Phylogenetic analysis (PA) is used for elucidation of relationships among different species and provides information about their evolution. BLM protein (BLM RecQ like helicase) is responsible for the repair of stalled replication fork during double-strand break repair by homologous recombination. In the current study, phylogenetic analysis was performed using BLM protein sequences, sequences of its homologs and its putative homologs from 34 species including covering the genera of Bacteria, Archaea and Eukaryotes. This study was carried out for the purpose of (1) illustrating and comparing relationships among eukaryotic BLM proteins, their homologs (ATP-dependent DNA helicase RecQs in Bacteria) and their potential putative homologs (ATP-dependent DNA helicase Hel308s in Archaea), (2) evaluating how BLM protein evolution took place, what it brought to the organisms by acquiring functional changes and how future potential changes would occur and (3) gaining the general perspective in the evolution of BLM protein. All analyzed species in Bacteria, Archaea and Eukaryota formed a clear inter-species cluster, except for P. sinensis (Reptilia). The results supported that Hjm helicase may be one of the candidate potential ancestors of the BLM proteins and their homologs. Moreover, especially two domains which are Helicase ATP-binding and Helicase C-terminal domain were encountered in the all analyzed species and seem to be strictly conserved in the future.
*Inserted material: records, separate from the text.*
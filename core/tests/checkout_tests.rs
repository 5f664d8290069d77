// tests/checkout_tests.rs
mod common;

use common::*;
use serial_test::serial;
use std::sync::Arc;
use storefront::models::{PlaceOrder, ProductPatch};
use storefront::services::{carts, catalog, customers, orders};
use storefront::{Datastore, ErrorKind};
use uuid::Uuid;

#[tokio::test]
#[serial]
async fn converting_a_cart_snapshots_its_lines() {
  setup_tracing();
  let shop = shop().await;
  let cart_id = cart_with(&shop.ds, &[(shop.mug.id, 2), (shop.tea.id, 1)]).await;

  let order = orders::place_order(&shop.ds, Some(&shop.alice), &PlaceOrder { cart_id })
    .await
    .unwrap();

  let alice = customers::me(&shop.ds, Some(&shop.alice)).await.unwrap();
  assert_eq!(order.customer_id, alice.id);
  assert_eq!(order.payment_status.as_str(), "pending");
  assert_eq!(order.items.len(), 2);
  assert_eq!(order.items[0].product.id, shop.mug.id);
  assert_eq!(order.items[0].quantity, 2);
  assert_eq!(order.items[0].unit_price_cents, 1_250);
  assert_eq!(order.items[1].product.id, shop.tea.id);
  assert_eq!(order.items[1].quantity, 1);
  assert_eq!(order.items[1].unit_price_cents, 499);
}

#[tokio::test]
#[serial]
async fn the_cart_is_gone_after_conversion() {
  setup_tracing();
  let shop = shop().await;
  let cart_id = cart_with(&shop.ds, &[(shop.mug.id, 1)]).await;
  orders::place_order(&shop.ds, Some(&shop.alice), &PlaceOrder { cart_id })
    .await
    .unwrap();

  let err = carts::get_cart(&shop.ds, cart_id).await.unwrap_err();
  assert_eq!(err.kind(), ErrorKind::NotFound);

  let again = orders::place_order(&shop.ds, Some(&shop.alice), &PlaceOrder { cart_id })
    .await
    .unwrap_err();
  assert_eq!(again.kind(), ErrorKind::NotFound);
}

#[tokio::test]
#[serial]
async fn later_price_changes_do_not_touch_placed_orders() {
  setup_tracing();
  let shop = shop().await;
  let cart_id = cart_with(&shop.ds, &[(shop.mug.id, 1)]).await;
  let order = orders::place_order(&shop.ds, Some(&shop.alice), &PlaceOrder { cart_id })
    .await
    .unwrap();

  catalog::patch_product(
    &shop.ds,
    Some(&shop.staff),
    shop.mug.id,
    ProductPatch {
      unit_price_cents: Some(2_000),
      ..Default::default()
    },
  )
  .await
  .unwrap();

  let reloaded = orders::get_order(&shop.ds, Some(&shop.alice), order.id).await.unwrap();
  assert_eq!(reloaded.items[0].unit_price_cents, 1_250);
  assert_eq!(reloaded.items[0].product.unit_price_cents, 2_000);
}

#[tokio::test]
#[serial]
async fn empty_carts_are_rejected_without_creating_an_order() {
  setup_tracing();
  let shop = shop().await;
  let cart_id = cart_with(&shop.ds, &[]).await;

  let err = orders::place_order(&shop.ds, Some(&shop.alice), &PlaceOrder { cart_id })
    .await
    .unwrap_err();
  assert_eq!(err.kind(), ErrorKind::Validation);
  assert!(err.field_errors().unwrap().contains("cart_id"));

  assert!(shop.ds.list_orders(None).await.unwrap().is_empty());
  // The cart survives a failed conversion.
  assert!(carts::get_cart(&shop.ds, cart_id).await.is_ok());
  assert!(shop.ds.find_customer_by_user(shop.alice.id).await.unwrap().is_none());
}

#[tokio::test]
#[serial]
async fn missing_cart_and_anonymous_caller_fail() {
  setup_tracing();
  let shop = shop().await;
  let err = orders::place_order(
    &shop.ds,
    Some(&shop.alice),
    &PlaceOrder {
      cart_id: Uuid::new_v4(),
    },
  )
  .await
  .unwrap_err();
  assert_eq!(err.kind(), ErrorKind::NotFound);
  assert!(shop.ds.find_customer_by_user(shop.alice.id).await.unwrap().is_none());

  let cart_id = cart_with(&shop.ds, &[(shop.tea.id, 1)]).await;
  let err = orders::place_order(&shop.ds, None, &PlaceOrder { cart_id })
    .await
    .unwrap_err();
  assert_eq!(err.kind(), ErrorKind::Unauthenticated);
  assert_eq!(carts::list_items(&shop.ds, cart_id).await.unwrap().len(), 1);
}

#[tokio::test]
#[serial]
async fn ordered_products_cannot_be_deleted() {
  setup_tracing();
  let shop = shop().await;
  let cart_id = cart_with(&shop.ds, &[(shop.mug.id, 1)]).await;
  orders::place_order(&shop.ds, Some(&shop.alice), &PlaceOrder { cart_id })
    .await
    .unwrap();

  let err = catalog::delete_product(&shop.ds, Some(&shop.superuser), shop.mug.id)
    .await
    .unwrap_err();
  assert_eq!(err.kind(), ErrorKind::NotAllowed);
  assert!(catalog::get_product(&shop.ds, shop.mug.id).await.is_ok());

  // A product that was never ordered goes away.
  catalog::delete_product(&shop.ds, Some(&shop.superuser), shop.tea.id)
    .await
    .unwrap();
}

#[tokio::test(flavor = "multi_thread", worker_threads = 4)]
#[serial]
async fn concurrent_conversions_of_one_cart_succeed_once() {
  setup_tracing();
  let shop = shop().await;
  let cart_id = cart_with(&shop.ds, &[(shop.mug.id, 2), (shop.tea.id, 5)]).await;
  let ds = Arc::new(shop.ds);

  let mut handles = Vec::new();
  for user in [shop.alice.clone(), shop.bob.clone(), shop.alice.clone(), shop.bob.clone()] {
    let ds = Arc::clone(&ds);
    handles.push(tokio::spawn(async move {
      orders::place_order(ds.as_ref(), Some(&user), &PlaceOrder { cart_id }).await
    }));
  }

  let mut placed = 0;
  let mut not_found = 0;
  for handle in handles {
    match handle.await.expect("task panicked") {
      Ok(order) => {
        placed += 1;
        assert_eq!(order.items.len(), 2);
      }
      Err(e) if e.kind() == ErrorKind::NotFound => not_found += 1,
      Err(e) => panic!("unexpected error: {}", e),
    }
  }
  assert_eq!(placed, 1);
  assert_eq!(not_found, 3);
  assert_eq!(ds.list_orders(None).await.unwrap().len(), 1);
}
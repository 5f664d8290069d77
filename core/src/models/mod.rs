// core/src/models/mod.rs

//! Records stored by a datastore, the views serialized back to callers, and
//! the inputs that create or change them.

pub mod cart;
pub mod collection;
pub mod customer;
pub mod order;
pub mod product;
pub mod review;
pub mod user;

pub use cart::{AddCartItem, Cart, CartDetail, CartLine, SimpleProduct, UpdateCartItem};
pub use collection::{Collection, CollectionInput, CollectionPatch};
pub use customer::{Customer, CustomerInput, CustomerPatch, CustomerProfile, Membership};
pub use order::{Order, OrderDetail, OrderItem, PaymentStatus, PlaceOrder, UpdateOrder};
pub use product::{Product, ProductInput, ProductPatch, ProductView};
pub use review::{Review, ReviewInput, ReviewPatch};
pub use user::{NewUser, User};
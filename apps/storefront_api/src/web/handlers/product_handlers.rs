// apps/storefront_api/src/web/handlers/product_handlers.rs

use actix_web::{web, HttpResponse};
use serde::Deserialize;
use storefront::models::{ProductInput, ProductPatch};
use storefront::services::catalog;
use storefront::{Pagination, ProductOrdering, ProductQuery};
use tracing::{info, instrument};

use crate::config::AppConfig;
use crate::errors::AppError;
use crate::state::AppState;
use crate::web::extractors::Caller;

/// Query string accepted by the product listing.
#[derive(Deserialize, Debug, Default)]
pub struct ListProductsQuery {
  pub collection_id: Option<i64>,
  #[serde(rename = "unit_price__gt")]
  pub unit_price_gt: Option<i64>,
  #[serde(rename = "unit_price__lt")]
  pub unit_price_lt: Option<i64>,
  pub search: Option<String>,
  pub ordering: Option<String>,
  pub limit: Option<u32>,
  pub offset: Option<u32>,
}

impl ListProductsQuery {
  pub fn into_query(self, config: &AppConfig) -> Result<ProductQuery, AppError> {
    let ordering = match self.ordering.as_deref().map(str::trim).filter(|o| !o.is_empty()) {
      Some(raw) => raw.parse::<ProductOrdering>()?,
      None => ProductOrdering::default(),
    };
    Ok(ProductQuery {
      collection_id: self.collection_id,
      unit_price_gt: self.unit_price_gt,
      unit_price_lt: self.unit_price_lt,
      search: self.search,
      ordering,
      page: Pagination::new(self.limit, self.offset, config.default_page_size, config.max_page_size),
    })
  }
}

#[instrument(name = "handler::list_products", skip(app_state, query_params))]
pub async fn list_products_handler(
  app_state: web::Data<AppState>,
  query_params: web::Query<ListProductsQuery>,
) -> Result<HttpResponse, AppError> {
  let query = query_params.into_inner().into_query(&app_state.config)?;
  let page = catalog::list_products(app_state.ds(), &query).await?;
  info!(count = page.count, returned = page.results.len(), "Products listed.");
  Ok(HttpResponse::Ok().json(page))
}

#[instrument(name = "handler::create_product", skip(app_state, caller, payload), fields(user_id = ?caller.id()))]
pub async fn create_product_handler(
  app_state: web::Data<AppState>,
  caller: Caller,
  payload: web::Json<ProductInput>,
) -> Result<HttpResponse, AppError> {
  let product = catalog::create_product(app_state.ds(), caller.user(), &payload).await?;
  Ok(HttpResponse::Created().json(product))
}

#[instrument(name = "handler::get_product", skip(app_state, path), fields(product_id = %path.as_ref()))]
pub async fn get_product_handler(
  app_state: web::Data<AppState>,
  path: web::Path<i64>,
) -> Result<HttpResponse, AppError> {
  let product = catalog::get_product(app_state.ds(), path.into_inner()).await?;
  Ok(HttpResponse::Ok().json(product))
}

#[instrument(name = "handler::update_product", skip(app_state, caller, path, payload), fields(product_id = %path.as_ref()))]
pub async fn update_product_handler(
  app_state: web::Data<AppState>,
  caller: Caller,
  path: web::Path<i64>,
  payload: web::Json<ProductInput>,
) -> Result<HttpResponse, AppError> {
  let product = catalog::update_product(app_state.ds(), caller.user(), path.into_inner(), &payload).await?;
  Ok(HttpResponse::Ok().json(product))
}

#[instrument(name = "handler::patch_product", skip(app_state, caller, path, payload), fields(product_id = %path.as_ref()))]
pub async fn patch_product_handler(
  app_state: web::Data<AppState>,
  caller: Caller,
  path: web::Path<i64>,
  payload: web::Json<ProductPatch>,
) -> Result<HttpResponse, AppError> {
  let product = catalog::patch_product(app_state.ds(), caller.user(), path.into_inner(), payload.into_inner()).await?;
  Ok(HttpResponse::Ok().json(product))
}

#[instrument(name = "handler::delete_product", skip(app_state, caller, path), fields(product_id = %path.as_ref()))]
pub async fn delete_product_handler(
  app_state: web::Data<AppState>,
  caller: Caller,
  path: web::Path<i64>,
) -> Result<HttpResponse, AppError> {
  catalog::delete_product(app_state.ds(), caller.user(), path.into_inner()).await?;
  Ok(HttpResponse::NoContent().finish())
}

#[cfg(test)]
mod tests {
  use super::*;
  use storefront::OrderField;

  #[test]
  fn limit_is_capped_and_ordering_parsed() {
    let config = AppConfig::default();
    let query = ListProductsQuery {
      ordering: Some("-last_update".to_string()),
      limit: Some(10_000),
      ..Default::default()
    }
    .into_query(&config)
    .unwrap();
    assert_eq!(query.page.limit, config.max_page_size);
    assert_eq!(query.ordering.field, OrderField::LastUpdate);
    assert!(query.ordering.descending);
  }

  #[test]
  fn unknown_ordering_is_a_field_error() {
    let err = ListProductsQuery {
      ordering: Some("title".to_string()),
      ..Default::default()
    }
    .into_query(&AppConfig::default())
    .unwrap_err();
    assert!(matches!(err, AppError::Store(ref e) if e.field_errors().unwrap().contains("ordering")));
  }
}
Repair related-highly sophisticated interaction network of BLM indicated that its functional evolution reaches a certain level and it appears to have taken an important place in maintaining genomic stability. However, it should be taken into account that BLM may acquire additional functions or become a cornerstone in different pathways in the future depending on its participation in various metabolic roads.